What you have to do:
Return every record exactly as it appears. Leave nothing out.

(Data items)
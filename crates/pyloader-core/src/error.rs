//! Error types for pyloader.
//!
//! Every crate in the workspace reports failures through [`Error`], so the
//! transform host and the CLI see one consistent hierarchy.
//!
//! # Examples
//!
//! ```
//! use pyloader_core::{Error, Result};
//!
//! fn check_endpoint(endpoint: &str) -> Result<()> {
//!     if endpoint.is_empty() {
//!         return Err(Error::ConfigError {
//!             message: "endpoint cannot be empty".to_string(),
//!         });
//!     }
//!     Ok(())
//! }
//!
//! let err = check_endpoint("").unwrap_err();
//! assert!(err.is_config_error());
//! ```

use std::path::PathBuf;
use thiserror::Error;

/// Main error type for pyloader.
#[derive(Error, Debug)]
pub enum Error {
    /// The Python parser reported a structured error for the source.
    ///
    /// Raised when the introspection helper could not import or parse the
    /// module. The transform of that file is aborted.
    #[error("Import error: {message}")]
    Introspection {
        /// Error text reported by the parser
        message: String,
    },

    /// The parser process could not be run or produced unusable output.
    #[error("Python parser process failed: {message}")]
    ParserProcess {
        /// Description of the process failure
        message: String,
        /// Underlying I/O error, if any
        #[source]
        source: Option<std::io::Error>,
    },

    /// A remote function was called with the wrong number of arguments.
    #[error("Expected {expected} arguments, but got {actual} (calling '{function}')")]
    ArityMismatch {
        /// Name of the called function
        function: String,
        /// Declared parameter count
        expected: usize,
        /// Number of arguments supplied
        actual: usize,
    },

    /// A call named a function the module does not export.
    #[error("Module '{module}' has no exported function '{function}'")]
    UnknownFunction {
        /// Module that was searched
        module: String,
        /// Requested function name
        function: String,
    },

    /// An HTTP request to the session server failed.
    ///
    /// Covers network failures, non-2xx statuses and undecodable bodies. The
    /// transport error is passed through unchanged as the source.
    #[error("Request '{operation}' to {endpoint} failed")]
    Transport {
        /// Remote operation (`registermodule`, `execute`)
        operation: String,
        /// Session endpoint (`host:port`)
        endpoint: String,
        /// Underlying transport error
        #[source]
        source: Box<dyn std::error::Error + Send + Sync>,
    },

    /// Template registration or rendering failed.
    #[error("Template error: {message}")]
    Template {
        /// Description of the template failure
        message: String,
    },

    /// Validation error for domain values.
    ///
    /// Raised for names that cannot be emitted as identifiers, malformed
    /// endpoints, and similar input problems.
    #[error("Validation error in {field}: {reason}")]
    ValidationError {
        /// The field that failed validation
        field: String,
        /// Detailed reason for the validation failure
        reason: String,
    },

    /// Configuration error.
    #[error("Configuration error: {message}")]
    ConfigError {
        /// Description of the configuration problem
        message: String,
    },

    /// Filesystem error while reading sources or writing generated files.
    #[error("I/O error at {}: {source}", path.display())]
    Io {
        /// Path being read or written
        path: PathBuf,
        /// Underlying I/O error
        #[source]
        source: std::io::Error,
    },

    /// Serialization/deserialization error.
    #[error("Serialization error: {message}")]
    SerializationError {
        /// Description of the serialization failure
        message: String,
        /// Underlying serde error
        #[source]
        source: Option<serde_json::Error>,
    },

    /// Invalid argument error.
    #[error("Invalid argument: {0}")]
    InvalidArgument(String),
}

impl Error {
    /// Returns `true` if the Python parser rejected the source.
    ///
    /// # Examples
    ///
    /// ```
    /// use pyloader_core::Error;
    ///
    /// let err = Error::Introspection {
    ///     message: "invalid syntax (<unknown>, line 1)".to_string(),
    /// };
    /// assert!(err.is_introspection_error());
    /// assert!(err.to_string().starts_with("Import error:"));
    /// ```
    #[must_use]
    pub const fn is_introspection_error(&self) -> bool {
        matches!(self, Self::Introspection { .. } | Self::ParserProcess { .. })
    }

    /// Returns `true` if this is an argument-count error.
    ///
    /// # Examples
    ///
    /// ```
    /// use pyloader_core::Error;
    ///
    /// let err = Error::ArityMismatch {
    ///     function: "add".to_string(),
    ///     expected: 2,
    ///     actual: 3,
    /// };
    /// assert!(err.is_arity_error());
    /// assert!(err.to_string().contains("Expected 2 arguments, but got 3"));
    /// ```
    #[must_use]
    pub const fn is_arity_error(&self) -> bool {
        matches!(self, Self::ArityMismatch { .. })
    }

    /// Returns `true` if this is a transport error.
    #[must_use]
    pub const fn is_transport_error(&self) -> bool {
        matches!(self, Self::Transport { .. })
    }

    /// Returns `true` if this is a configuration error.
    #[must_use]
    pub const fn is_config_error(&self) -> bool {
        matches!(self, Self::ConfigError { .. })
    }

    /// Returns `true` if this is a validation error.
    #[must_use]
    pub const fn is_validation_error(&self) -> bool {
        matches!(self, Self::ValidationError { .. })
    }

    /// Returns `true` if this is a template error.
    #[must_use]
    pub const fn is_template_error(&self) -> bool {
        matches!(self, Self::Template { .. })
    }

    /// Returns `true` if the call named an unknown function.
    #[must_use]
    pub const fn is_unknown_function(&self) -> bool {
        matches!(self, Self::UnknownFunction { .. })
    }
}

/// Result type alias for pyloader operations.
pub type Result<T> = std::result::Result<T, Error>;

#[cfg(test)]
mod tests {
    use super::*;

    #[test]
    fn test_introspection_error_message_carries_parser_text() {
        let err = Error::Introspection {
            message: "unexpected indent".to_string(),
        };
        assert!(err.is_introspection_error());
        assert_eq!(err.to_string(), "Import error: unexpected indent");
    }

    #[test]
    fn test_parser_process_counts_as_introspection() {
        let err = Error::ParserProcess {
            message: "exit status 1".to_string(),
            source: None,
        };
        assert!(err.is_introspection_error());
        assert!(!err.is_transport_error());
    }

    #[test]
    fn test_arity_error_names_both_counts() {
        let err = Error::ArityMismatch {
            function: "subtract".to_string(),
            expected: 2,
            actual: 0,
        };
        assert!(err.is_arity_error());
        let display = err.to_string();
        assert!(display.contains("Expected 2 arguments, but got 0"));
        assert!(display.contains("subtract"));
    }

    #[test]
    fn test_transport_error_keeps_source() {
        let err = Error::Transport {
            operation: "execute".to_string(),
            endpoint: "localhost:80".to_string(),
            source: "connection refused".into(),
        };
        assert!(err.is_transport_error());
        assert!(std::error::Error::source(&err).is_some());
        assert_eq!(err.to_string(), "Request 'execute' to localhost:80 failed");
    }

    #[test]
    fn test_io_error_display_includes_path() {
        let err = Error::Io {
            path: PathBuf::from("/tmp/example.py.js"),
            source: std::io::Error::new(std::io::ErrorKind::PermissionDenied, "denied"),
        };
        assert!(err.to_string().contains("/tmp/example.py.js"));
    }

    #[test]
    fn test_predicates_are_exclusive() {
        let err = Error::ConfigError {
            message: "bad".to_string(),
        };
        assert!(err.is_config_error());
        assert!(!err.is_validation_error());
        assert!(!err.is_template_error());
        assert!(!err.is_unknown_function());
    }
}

Task response:
filename crates/pyloader-core/src/error.rs
//! Error types for pyloader.
//!
//! Every crate in the workspace reports failures through [`Error`], so the
//! transform host and the CLI see one consistent hierarchy.
//!
//! # Examples
//!
//! ```
//! use pyloader_core::{Error, Result};
//!
//! fn check_endpoint(endpoint: &str) -> Result<()> {
//!     if endpoint.is_empty() {
//!         return Err(Error::ConfigError {
//!             message: "endpoint cannot be empty".to_string(),
//!         });
//!     }
//!     Ok(())
//! }
//!
//! let err = check_endpoint("").unwrap_err();
//! assert!(err.is_config_error());
//! ```

use std::path::PathBuf;
use thiserror::Error;

/// Main error type for pyloader.
#[derive(Error, Debug)]
pub enum Error {
    /// The Python parser reported a structured error for the source.
    ///
    /// Raised when the introspection helper could not import or parse the
    /// module. The transform of that file is aborted.
    #[error("Import error: {message}")]
    Introspection {
        /// Error text reported by the parser
        message: String,
    },

    /// The parser process could not be run or produced unusable output.
    #[error("Python parser process failed: {message}")]
    ParserProcess {
        /// Description of the process failure
        message: String,
        /// Underlying I/O error, if any
        #[source]
        source: Option<std::io::Error>,
    },

    /// A remote function was called with the wrong number of arguments.
    #[error("Expected {expected} arguments, but got {actual} (calling '{function}')")]
    ArityMismatch {
        /// Name of the called function
        function: String,
        /// Declared parameter count
        expected: usize,
        /// Number of arguments supplied
        actual: usize,
    },

    /// A call named a function the module does not export.
    #[error("Module '{module}' has no exported function '{function}'")]
    UnknownFunction {
        /// Module that was searched
        module: String,
        /// Requested function name
        function: String,
    },

    /// An HTTP request to the session server failed.
    ///
    /// Covers network failures, non-2xx statuses and undecodable bodies. The
    /// transport error is passed through unchanged as the source.
    #[error("Request '{operation}' to {endpoint} failed")]
    Transport {
        /// Remote operation (`registermodule`, `execute`)
        operation: String,
        /// Session endpoint (`host:port`)
        endpoint: String,
        /// Underlying transport error
        #[source]
        source: Box<dyn std::error::Error + Send + Sync>,
    },

    /// Template registration or rendering failed.
    #[error("Template error: {message}")]
    Template {
        /// Description of the template failure
        message: String,
    },

    /// Validation error for domain values.
    ///
    /// Raised for names that cannot be emitted as identifiers, malformed
    /// endpoints, and similar input problems.
    #[error("Validation error in {field}: {reason}")]
    ValidationError {
        /// The field that failed validation
        field: String,
        /// Detailed reason for the validation failure
        reason: String,
    },

    /// Configuration error.
    #[error("Configuration error: {message}")]
    ConfigError {
        /// Description of the configuration problem
        message: String,
    },

    /// Filesystem error while reading sources or writing generated files.
    #[error("I/O error at {}: {source}", path.display())]
    Io {
        /// Path being read or written
        path: PathBuf,
        /// Underlying I/O error
        #[source]
        source: std::io::Error,
    },

    /// Serialization/deserialization error.
    #[error("Serialization error: {message}")]
    SerializationError {
        /// Description of the serialization failure
        message: String,
        /// Underlying serde error
        #[source]
        source: Option<serde_json::Error>,
    },

    /// Invalid argument error.
    #[error("Invalid argument: {0}")]
    InvalidArgument(String),
}

impl Error {
    /// Returns `true` if the Python parser rejected the source.
    ///
    /// # Examples
    ///
    /// ```
    /// use pyloader_core::Error;
    ///
    /// let err = Error::Introspection {
    ///     message: "invalid syntax (<unknown>, line 1)".to_string(),
    /// };
    /// assert!(err.is_introspection_error());
    /// assert!(err.to_string().starts_with("Import error:"));
    /// ```
    #[must_use]
    pub const fn is_introspection_error(&self) -> bool {
        matches!(self, Self::Introspection { .. } | Self::ParserProcess { .. })
    }

    /// Returns `true` if this is an argument-count error.
    ///
    /// # Examples
    ///
    /// ```
    /// use pyloader_core::Error;
    ///
    /// let err = Error::ArityMismatch {
    ///     function: "add".to_string(),
    ///     expected: 2,
    ///     actual: 3,
    /// };
    /// assert!(err.is_arity_error());
    /// assert!(err.to_string().contains("Expected 2 arguments, but got 3"));
    /// ```
    #[must_use]
    pub const fn is_arity_error(&self) -> bool {
        matches!(self, Self::ArityMismatch { .. })
    }

    /// Returns `true` if this is a transport error.
    #[must_use]
    pub const fn is_transport_error(&self) -> bool {
        matches!(self, Self::Transport { .. })
    }

    /// Returns `true` if this is a configuration error.
    #[must_use]
    pub const fn is_config_error(&self) -> bool {
        matches!(self, Self::ConfigError { .. })
    }

    /// Returns `true` if this is a validation error.
    #[must_use]
    pub const fn is_validation_error(&self) -> bool {
        matches!(self, Self::ValidationError { .. })
    }

    /// Returns `true` if this is a template error.
    #[must_use]
    pub const fn is_template_error(&self) -> bool {
        matches!(self, Self::Template { .. })
    }

    /// Returns `true` if the call named an unknown function.
    #[must_use]
    pub const fn is_unknown_function(&self) -> bool {
        matches!(self, Self::UnknownFunction { .. })
    }
}

/// Result type alias for pyloader operations.
pub type Result<T> = std::result::Result<T, Error>;

#[cfg(test)]
mod tests {
    use super::*;

    #[test]
    fn test_introspection_error_message_carries_parser_text() {
        let err = Error::Introspection {
            message: "unexpected indent".to_string(),
        };
        assert!(err.is_introspection_error());
        assert_eq!(err.to_string(), "Import error: unexpected indent");
    }

    #[test]
    fn test_parser_process_counts_as_introspection() {
        let err = Error::ParserProcess {
            message: "exit status 1".to_string(),
            source: None,
        };
        assert!(err.is_introspection_error());
        assert!(!err.is_transport_error());
    }

    #[test]
    fn test_arity_error_names_both_counts() {
        let err = Error::ArityMismatch {
            function: "subtract".to_string(),
            expected: 2,
            actual: 0,
        };
        assert!(err.is_arity_error());
        let display = err.to_string();
        assert!(display.contains("Expected 2 arguments, but got 0"));
        assert!(display.contains("subtract"));
    }

    #[test]
    fn test_transport_error_keeps_source() {
        let err = Error::Transport {
            operation: "execute".to_string(),
            endpoint: "localhost:80".to_string(),
            source: "connection refused".into(),
        };
        assert!(err.is_transport_error());
        assert!(std::error::Error::source(&err).is_some());
        assert_eq!(err.to_string(), "Request 'execute' to localhost:80 failed");
    }

    #[test]
    fn test_io_error_display_includes_path() {
        let err = Error::Io {
            path: PathBuf::from("/tmp/example.py.js"),
            source: std::io::Error::new(std::io::ErrorKind::PermissionDenied, "denied"),
        };
        assert!(err.to_string().contains("/tmp/example.py.js"));
    }

    #[test]
    fn test_predicates_are_exclusive() {
        let err = Error::ConfigError {
            message: "bad".to_string(),
        };
        assert!(err.is_config_error());
        assert!(!err.is_validation_error());
        assert!(!err.is_template_error());
        assert!(!err.is_unknown_function());
    }
}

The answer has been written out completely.